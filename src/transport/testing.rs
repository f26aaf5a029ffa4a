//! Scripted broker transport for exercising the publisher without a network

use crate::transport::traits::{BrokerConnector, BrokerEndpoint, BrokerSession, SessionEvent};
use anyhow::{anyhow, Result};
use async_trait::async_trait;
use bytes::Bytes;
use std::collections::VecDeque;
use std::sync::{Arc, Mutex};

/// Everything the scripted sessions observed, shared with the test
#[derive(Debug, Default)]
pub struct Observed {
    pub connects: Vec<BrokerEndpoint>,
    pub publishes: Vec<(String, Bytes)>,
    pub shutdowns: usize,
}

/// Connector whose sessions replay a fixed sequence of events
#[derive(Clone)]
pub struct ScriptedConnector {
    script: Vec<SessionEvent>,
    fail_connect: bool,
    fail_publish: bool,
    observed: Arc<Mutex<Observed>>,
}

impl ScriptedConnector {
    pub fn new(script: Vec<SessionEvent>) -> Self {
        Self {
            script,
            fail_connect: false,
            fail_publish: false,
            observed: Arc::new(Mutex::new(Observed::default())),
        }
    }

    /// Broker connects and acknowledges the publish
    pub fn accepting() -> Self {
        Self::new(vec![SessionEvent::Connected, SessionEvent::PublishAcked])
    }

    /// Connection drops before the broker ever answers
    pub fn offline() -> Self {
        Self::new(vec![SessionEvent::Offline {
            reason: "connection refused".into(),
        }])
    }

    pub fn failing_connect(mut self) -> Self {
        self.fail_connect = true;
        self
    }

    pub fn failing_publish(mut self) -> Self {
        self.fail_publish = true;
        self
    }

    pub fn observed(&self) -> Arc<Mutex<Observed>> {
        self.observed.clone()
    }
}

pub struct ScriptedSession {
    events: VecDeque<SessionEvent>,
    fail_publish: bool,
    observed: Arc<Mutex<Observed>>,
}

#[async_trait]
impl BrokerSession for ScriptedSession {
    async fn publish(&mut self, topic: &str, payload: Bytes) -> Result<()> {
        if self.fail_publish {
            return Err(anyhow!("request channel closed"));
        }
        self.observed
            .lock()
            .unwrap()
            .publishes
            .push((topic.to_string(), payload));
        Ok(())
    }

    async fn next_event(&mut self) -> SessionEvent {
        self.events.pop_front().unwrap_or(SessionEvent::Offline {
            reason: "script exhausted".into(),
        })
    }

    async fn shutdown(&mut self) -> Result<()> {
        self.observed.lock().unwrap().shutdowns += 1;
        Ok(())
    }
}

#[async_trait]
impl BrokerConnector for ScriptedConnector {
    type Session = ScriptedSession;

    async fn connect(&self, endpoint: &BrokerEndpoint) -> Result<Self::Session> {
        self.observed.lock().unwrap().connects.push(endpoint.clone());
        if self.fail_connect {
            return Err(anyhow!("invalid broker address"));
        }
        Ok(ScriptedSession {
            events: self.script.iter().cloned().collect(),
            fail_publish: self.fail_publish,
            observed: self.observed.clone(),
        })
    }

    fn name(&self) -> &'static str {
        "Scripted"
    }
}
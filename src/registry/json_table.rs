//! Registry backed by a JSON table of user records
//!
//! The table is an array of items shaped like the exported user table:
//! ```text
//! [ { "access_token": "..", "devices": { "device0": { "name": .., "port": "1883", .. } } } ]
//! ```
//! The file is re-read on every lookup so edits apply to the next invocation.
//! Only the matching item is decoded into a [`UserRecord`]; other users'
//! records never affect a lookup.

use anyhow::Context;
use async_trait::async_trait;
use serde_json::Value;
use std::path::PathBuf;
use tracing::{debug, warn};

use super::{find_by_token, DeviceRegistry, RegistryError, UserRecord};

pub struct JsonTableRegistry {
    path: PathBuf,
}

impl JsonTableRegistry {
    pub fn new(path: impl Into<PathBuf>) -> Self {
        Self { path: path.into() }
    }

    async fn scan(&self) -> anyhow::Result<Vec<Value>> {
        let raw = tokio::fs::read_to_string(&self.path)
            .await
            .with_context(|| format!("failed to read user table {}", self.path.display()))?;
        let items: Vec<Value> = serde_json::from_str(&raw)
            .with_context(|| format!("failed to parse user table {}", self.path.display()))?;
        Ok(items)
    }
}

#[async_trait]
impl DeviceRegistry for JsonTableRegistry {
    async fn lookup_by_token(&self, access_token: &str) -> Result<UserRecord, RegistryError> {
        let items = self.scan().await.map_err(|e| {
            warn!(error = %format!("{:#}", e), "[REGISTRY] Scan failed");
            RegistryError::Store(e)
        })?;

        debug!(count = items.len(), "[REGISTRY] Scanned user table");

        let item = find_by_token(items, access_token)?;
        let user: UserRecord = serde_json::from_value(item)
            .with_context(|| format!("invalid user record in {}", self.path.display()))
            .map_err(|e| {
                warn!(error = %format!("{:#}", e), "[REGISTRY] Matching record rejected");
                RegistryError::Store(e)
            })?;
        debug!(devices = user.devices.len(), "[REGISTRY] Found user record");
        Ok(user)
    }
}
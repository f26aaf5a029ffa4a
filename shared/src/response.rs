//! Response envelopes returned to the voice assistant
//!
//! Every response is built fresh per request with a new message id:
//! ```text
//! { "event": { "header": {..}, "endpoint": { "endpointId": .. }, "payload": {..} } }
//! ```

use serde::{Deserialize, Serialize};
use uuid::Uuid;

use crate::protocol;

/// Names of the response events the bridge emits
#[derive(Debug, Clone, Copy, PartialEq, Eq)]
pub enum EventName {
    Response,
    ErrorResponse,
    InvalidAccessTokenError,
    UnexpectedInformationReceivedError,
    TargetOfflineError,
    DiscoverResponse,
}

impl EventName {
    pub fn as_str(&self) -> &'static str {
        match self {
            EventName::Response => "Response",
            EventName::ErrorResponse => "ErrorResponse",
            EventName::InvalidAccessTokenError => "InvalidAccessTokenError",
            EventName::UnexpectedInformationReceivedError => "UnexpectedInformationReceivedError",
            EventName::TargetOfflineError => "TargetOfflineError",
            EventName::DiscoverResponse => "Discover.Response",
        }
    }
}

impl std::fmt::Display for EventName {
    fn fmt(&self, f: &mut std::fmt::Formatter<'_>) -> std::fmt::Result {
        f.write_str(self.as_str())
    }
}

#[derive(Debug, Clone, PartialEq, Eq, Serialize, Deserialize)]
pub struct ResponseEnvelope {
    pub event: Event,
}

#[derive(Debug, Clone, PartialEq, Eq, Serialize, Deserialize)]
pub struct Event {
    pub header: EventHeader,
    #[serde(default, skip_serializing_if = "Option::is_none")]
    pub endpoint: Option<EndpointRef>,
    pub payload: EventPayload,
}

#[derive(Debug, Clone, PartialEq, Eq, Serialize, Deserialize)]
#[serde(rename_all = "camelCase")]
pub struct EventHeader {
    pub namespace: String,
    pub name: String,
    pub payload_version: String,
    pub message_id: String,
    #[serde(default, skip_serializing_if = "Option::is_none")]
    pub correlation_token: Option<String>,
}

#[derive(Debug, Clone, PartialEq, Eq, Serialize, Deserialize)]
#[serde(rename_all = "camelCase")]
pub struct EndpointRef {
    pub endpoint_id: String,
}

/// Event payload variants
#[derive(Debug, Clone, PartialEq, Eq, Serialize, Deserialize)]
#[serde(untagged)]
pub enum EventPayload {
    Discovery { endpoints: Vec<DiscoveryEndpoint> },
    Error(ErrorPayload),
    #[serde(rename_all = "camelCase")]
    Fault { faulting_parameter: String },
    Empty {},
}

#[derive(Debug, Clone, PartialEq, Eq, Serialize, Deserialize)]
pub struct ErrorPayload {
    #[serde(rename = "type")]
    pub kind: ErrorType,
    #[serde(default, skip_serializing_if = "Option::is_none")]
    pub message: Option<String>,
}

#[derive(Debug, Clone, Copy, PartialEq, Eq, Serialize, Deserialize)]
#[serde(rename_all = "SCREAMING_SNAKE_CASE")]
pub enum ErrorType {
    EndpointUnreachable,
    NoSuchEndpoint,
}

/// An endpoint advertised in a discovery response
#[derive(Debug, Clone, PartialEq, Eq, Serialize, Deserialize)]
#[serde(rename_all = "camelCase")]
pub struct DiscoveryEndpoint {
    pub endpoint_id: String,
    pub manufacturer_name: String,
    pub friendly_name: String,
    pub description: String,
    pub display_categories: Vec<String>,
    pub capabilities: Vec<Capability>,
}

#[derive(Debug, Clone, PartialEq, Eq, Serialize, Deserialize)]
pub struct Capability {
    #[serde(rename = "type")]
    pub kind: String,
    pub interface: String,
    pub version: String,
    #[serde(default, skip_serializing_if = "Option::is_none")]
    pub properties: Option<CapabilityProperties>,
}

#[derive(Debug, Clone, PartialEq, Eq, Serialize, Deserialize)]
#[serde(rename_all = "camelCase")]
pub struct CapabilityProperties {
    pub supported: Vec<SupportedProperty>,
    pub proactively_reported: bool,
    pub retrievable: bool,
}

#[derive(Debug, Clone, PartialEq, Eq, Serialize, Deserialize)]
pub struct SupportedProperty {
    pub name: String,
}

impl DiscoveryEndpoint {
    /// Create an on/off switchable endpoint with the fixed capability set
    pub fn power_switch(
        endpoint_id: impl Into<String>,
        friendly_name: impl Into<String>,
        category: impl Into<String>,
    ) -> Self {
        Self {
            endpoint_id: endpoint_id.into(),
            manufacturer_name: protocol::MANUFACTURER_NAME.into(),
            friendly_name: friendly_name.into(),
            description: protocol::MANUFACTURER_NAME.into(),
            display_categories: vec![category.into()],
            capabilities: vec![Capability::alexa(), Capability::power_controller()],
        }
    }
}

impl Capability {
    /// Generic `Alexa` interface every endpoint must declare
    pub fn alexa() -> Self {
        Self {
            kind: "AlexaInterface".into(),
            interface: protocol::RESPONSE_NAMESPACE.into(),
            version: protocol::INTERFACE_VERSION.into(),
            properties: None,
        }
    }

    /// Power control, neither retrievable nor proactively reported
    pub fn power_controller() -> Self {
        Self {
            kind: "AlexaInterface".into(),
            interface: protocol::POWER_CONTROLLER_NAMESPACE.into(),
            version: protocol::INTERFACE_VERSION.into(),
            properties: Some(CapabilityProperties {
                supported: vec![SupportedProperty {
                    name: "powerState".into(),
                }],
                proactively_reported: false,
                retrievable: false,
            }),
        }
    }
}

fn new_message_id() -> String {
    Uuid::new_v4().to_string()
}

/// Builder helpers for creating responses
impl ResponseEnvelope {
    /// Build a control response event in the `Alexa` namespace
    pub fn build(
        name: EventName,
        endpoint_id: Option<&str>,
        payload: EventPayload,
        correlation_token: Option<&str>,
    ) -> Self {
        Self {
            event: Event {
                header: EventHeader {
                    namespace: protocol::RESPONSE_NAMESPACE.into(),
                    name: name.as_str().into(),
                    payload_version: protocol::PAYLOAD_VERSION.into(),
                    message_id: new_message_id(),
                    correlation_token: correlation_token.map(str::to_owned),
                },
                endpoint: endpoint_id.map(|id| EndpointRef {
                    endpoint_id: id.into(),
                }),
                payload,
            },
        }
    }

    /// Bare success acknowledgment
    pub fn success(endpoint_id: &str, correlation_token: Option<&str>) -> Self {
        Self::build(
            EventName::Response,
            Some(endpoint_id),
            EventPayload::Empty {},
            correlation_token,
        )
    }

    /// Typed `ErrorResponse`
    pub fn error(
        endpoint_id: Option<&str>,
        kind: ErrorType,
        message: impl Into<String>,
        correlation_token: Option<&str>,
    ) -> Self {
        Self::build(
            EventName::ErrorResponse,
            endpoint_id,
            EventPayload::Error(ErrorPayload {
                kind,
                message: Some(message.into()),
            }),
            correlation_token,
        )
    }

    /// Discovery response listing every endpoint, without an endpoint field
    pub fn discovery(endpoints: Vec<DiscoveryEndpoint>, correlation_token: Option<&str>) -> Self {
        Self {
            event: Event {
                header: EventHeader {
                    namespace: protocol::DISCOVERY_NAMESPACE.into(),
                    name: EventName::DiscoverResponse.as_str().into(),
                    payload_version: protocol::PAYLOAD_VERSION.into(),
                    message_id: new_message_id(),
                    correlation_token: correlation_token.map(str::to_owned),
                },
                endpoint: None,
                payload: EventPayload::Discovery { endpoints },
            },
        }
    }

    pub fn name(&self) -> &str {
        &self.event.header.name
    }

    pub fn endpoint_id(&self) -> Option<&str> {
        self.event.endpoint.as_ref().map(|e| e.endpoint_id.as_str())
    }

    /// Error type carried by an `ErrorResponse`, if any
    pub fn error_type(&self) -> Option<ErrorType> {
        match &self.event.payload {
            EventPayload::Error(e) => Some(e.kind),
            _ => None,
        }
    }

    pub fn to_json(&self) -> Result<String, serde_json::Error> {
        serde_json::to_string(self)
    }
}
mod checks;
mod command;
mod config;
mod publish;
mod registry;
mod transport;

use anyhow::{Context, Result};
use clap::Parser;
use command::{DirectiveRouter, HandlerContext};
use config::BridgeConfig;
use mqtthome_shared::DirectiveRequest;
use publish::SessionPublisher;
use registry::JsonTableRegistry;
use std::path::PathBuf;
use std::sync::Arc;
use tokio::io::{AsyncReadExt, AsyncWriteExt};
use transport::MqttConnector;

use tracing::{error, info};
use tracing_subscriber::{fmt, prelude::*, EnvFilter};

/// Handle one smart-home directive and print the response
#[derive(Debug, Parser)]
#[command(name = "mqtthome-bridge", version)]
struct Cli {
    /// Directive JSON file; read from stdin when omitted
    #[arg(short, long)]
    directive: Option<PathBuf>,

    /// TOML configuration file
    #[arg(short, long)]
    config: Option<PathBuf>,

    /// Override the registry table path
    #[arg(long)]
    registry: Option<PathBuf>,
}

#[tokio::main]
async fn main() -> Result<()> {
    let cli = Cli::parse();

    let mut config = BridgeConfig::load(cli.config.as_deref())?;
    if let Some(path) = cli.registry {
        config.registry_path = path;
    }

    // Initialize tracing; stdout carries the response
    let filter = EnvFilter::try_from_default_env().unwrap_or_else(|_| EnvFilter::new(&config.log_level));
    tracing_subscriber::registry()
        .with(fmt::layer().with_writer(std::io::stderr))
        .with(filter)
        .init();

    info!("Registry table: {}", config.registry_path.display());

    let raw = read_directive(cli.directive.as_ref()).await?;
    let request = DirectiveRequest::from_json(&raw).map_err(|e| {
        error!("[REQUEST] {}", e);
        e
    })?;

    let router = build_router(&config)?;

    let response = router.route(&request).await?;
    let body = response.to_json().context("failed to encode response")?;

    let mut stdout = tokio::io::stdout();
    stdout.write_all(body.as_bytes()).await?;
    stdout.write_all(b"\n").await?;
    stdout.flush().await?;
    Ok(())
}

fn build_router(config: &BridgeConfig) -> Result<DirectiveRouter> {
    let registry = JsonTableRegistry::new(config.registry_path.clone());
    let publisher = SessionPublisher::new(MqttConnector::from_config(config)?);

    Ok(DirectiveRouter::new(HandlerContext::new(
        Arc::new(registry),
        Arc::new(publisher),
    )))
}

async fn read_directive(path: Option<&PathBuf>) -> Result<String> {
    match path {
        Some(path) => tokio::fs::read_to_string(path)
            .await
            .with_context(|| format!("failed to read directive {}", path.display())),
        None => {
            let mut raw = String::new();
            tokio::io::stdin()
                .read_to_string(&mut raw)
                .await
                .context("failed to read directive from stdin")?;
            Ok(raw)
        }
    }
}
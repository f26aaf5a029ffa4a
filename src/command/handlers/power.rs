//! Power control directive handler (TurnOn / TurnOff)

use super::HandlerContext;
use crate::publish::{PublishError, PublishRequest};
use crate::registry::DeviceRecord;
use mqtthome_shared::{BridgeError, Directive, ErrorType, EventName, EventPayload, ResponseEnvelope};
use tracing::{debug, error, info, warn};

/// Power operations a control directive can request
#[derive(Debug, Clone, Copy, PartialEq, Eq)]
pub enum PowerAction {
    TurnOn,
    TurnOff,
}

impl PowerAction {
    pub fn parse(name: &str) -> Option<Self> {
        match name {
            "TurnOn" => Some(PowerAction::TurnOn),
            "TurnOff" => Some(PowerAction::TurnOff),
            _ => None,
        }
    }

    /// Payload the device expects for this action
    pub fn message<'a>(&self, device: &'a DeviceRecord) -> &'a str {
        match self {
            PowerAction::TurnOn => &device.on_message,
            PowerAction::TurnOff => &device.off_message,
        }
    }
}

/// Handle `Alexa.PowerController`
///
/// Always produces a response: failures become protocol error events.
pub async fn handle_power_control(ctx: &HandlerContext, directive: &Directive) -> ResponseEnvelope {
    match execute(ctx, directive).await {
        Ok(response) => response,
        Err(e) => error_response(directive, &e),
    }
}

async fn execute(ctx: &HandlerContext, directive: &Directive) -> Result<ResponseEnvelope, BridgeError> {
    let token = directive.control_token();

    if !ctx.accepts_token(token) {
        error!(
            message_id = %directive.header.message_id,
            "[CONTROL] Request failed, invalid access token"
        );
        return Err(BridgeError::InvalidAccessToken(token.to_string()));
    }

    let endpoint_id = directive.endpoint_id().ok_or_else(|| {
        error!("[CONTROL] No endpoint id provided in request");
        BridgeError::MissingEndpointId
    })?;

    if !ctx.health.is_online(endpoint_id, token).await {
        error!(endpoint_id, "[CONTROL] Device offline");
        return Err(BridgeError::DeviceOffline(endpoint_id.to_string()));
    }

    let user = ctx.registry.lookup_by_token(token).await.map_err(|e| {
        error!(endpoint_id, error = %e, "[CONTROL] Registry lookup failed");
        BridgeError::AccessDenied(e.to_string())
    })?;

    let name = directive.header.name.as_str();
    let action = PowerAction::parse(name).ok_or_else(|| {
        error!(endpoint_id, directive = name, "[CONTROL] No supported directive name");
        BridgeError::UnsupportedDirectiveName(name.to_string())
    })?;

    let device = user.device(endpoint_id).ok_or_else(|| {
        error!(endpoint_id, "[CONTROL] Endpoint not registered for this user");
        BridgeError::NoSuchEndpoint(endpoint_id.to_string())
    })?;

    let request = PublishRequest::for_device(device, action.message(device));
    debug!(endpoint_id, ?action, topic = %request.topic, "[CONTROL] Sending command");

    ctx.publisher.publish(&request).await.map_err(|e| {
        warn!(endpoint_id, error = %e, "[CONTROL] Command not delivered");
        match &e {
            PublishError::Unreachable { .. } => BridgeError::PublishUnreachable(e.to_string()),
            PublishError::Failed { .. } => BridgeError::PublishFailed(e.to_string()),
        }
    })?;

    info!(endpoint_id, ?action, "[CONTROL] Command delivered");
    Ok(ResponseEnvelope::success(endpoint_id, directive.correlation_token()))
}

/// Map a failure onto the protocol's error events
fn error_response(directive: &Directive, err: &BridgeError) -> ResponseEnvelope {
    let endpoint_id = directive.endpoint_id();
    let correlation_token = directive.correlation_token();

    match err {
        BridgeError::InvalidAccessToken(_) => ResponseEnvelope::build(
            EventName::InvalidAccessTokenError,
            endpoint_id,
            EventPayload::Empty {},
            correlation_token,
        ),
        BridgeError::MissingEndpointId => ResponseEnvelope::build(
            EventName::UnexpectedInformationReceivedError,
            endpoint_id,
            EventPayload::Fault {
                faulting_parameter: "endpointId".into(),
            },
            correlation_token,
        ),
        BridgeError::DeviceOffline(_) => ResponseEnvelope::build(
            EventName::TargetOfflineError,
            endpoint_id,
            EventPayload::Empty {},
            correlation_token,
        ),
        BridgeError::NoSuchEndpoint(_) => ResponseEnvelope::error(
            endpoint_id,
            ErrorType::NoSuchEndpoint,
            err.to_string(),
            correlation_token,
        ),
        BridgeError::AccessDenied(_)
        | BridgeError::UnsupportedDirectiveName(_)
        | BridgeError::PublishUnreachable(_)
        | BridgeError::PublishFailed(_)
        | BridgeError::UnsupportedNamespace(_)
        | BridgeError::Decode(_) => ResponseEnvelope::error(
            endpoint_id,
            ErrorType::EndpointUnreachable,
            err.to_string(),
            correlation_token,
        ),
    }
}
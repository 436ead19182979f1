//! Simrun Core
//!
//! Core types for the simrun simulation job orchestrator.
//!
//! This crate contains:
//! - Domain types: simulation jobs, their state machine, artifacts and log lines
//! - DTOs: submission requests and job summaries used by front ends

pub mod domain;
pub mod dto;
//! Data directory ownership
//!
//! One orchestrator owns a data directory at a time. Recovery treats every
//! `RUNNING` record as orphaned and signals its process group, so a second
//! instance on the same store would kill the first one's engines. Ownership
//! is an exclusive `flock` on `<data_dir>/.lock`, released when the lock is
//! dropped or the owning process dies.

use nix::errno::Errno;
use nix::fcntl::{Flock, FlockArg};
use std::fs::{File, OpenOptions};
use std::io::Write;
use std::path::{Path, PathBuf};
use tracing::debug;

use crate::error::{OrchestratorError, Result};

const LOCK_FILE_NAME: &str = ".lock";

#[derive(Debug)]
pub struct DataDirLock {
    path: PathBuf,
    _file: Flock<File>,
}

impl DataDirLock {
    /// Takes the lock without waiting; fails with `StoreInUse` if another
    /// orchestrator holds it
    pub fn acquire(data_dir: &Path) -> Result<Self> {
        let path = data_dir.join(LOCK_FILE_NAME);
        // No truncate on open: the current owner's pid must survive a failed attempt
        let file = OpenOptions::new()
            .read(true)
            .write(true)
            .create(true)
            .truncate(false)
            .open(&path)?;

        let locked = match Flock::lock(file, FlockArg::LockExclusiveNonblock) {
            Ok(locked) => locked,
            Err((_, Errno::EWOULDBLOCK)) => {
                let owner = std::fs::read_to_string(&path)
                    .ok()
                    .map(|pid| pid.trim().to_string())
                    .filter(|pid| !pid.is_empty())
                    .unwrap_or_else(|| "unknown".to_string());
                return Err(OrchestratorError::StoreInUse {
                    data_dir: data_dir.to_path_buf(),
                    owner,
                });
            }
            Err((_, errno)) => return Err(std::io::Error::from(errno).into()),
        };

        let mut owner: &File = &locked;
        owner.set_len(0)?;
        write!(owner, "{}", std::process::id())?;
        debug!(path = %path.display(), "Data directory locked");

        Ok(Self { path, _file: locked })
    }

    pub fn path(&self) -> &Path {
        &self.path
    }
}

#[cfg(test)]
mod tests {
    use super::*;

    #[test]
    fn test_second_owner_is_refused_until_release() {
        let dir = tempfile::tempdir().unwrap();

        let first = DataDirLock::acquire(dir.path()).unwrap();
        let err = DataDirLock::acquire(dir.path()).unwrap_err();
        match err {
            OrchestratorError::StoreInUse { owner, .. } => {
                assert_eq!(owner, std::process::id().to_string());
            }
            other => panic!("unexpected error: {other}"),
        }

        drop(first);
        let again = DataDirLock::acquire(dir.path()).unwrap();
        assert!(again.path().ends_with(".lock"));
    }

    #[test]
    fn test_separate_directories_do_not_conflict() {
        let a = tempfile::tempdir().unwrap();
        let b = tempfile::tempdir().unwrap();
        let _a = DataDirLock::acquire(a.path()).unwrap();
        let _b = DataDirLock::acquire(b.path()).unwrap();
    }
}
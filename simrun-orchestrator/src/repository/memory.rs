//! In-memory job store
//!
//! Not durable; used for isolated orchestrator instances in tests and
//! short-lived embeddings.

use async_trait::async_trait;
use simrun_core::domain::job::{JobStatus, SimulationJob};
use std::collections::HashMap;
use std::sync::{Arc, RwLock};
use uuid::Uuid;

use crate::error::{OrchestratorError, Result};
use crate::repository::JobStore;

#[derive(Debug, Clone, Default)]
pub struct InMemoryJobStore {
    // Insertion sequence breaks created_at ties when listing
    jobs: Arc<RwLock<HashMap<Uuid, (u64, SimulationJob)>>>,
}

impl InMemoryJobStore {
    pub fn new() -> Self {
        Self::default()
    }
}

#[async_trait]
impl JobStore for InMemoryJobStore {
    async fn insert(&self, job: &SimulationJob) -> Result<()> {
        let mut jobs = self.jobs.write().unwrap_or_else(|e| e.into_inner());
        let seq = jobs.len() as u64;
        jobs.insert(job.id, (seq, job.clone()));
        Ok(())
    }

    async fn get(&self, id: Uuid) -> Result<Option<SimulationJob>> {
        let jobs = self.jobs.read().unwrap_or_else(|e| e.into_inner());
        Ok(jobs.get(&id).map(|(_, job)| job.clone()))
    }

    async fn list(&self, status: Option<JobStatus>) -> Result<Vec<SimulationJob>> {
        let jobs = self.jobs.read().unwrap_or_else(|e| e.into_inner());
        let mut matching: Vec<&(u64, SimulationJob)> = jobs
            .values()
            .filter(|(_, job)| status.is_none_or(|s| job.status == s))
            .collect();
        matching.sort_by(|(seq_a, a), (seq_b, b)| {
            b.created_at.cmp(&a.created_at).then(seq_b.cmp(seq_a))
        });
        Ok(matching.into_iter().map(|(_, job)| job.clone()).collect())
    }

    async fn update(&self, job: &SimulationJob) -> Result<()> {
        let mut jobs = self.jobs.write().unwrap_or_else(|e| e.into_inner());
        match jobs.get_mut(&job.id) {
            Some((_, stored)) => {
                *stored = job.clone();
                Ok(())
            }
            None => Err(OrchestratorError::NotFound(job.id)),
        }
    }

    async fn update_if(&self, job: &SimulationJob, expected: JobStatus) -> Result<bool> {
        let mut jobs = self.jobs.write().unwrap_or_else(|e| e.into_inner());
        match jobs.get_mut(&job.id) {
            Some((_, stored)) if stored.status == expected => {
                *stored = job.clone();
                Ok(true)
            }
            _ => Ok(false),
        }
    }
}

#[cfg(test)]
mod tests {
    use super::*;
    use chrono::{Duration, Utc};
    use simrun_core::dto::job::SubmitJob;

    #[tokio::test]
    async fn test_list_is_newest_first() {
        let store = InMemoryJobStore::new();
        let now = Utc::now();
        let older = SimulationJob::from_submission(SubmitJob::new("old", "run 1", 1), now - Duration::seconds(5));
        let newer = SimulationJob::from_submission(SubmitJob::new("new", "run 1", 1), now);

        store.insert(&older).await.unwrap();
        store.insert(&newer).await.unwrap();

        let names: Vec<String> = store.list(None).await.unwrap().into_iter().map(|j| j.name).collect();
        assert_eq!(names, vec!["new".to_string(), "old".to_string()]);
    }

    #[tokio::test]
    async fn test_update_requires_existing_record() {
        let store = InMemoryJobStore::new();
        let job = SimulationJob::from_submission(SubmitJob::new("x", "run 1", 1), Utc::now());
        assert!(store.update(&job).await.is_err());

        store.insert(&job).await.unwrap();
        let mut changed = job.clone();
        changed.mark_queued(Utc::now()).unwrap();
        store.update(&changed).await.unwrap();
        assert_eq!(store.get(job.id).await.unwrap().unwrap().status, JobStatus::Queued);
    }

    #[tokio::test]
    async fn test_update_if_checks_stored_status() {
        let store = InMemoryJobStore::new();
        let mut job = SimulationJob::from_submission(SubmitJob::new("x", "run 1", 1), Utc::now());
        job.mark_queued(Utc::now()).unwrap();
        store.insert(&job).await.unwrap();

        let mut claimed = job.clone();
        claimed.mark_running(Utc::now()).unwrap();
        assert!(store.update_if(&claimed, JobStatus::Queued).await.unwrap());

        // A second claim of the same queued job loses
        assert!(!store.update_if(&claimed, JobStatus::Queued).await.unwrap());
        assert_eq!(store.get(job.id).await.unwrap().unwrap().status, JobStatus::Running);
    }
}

•••

Set out every line from the material that contains the string "PowerAction".

Solution for this exercise:
pub enum PowerAction {
impl PowerAction {
            "TurnOn" => Some(PowerAction::TurnOn),
            "TurnOff" => Some(PowerAction::TurnOff),
            PowerAction::TurnOn => &device.on_message,
            PowerAction::TurnOff => &device.off_message,
    let action = PowerAction::parse(name).ok_or_else(|| {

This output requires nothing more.